Prior to COVID-19, Daniel estimates that up to a quarter of Artificer Coffee customers were using reusable cups. After the pandemic caused a slump due to safety concerns, he says it has returned to about 8 to 15 per cent of customers per day and is gaining weekly.

“With all the ‘hype’ around moving to a reusable cup, people have become more aware of the need to reduce their wastage where they can,” Daniel says.

“There was a lot of momentum before COVID to use reusable cups and that needs to gain traction once again… I don’t actually believe reusable cups are the ‘silver bullet’ in solving the wastage issues of disposable cups, but they are a step in moving forward and changing the habits and sins of our past.”

Sttoke’s Antony confirms there was a lull in sales for reusable cups in 2020, but Sttoke has bounced back quickly in 2021, with people realising how much waste disposables have generated over the last year.

“We’ve always got new colours, designs, and products coming out to meet the wants and needs of customers looking for a reusable they will actually use again,” Antony says.

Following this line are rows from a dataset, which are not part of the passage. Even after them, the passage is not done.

// Public API - what other modules can use
pub use handlers::{
    accept_adoption, create_adoption, delete_adoption, list_owner_adoptions, reject_adoption,
};
pub use service::AdoptionService;

// Internal modules
mod handlers;
pub mod models;
mod service;
pub mod types;
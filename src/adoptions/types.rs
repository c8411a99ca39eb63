use serde::{Deserialize, Serialize};

use crate::shared::{require_non_empty, validate_email, AppError};
use crate::store::UpdateResult;

pub const ALREADY_ACCEPTED_MESSAGE: &str = "already accepted";

/// Request payload for asking to adopt a pet
#[derive(Debug, Deserialize)]
#[serde(rename_all = "camelCase")]
pub struct CreateAdoptionRequest {
    pub pet_id: String,
    #[serde(default)]
    pub pet_name: Option<String>,
    #[serde(default)]
    pub pet_image: Option<String>,
    pub owner_email: String,
    #[serde(default)]
    pub requester_name: Option<String>,
    pub requester_email: String,
    #[serde(default)]
    pub phone: Option<String>,
    #[serde(default)]
    pub address: Option<String>,
}

impl CreateAdoptionRequest {
    pub fn validate(&self) -> Result<(), AppError> {
        require_non_empty("petId", &self.pet_id)?;
        validate_email(&self.owner_email)?;
        validate_email(&self.requester_email)
    }
}

/// Outcome of an accept call
#[derive(Debug, Serialize, Deserialize, PartialEq)]
#[serde(untagged)]
pub enum AcceptAdoptionResponse {
    AlreadyAccepted { message: String },
    Updated(UpdateResult),
}

impl AcceptAdoptionResponse {
    pub fn already_accepted() -> Self {
        AcceptAdoptionResponse::AlreadyAccepted {
            message: ALREADY_ACCEPTED_MESSAGE.to_string(),
        }
    }
}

“We’ve introduced a little sustainability kit with a metal straw to use with their Sttoke Cup and have a new range of colours coming out in the lead up towards Christmas.”

Sttoke is also in the process of attaining B Corp and Climate Neutral certification to provide another level of reassurance that using a Sttoke cup is the right thing to do.

“It’s not enough for us to just create a reusable cup and put it out there if it will still one day end up in landfill. Sttoke has thought ahead to the end of life of their cups and ensured they’re fully recyclable,” Antony says.

“Demand for reusables is only going to grow stronger as people become more aware of how they can contribute, reduce single usage, and improve their carbon footprint.”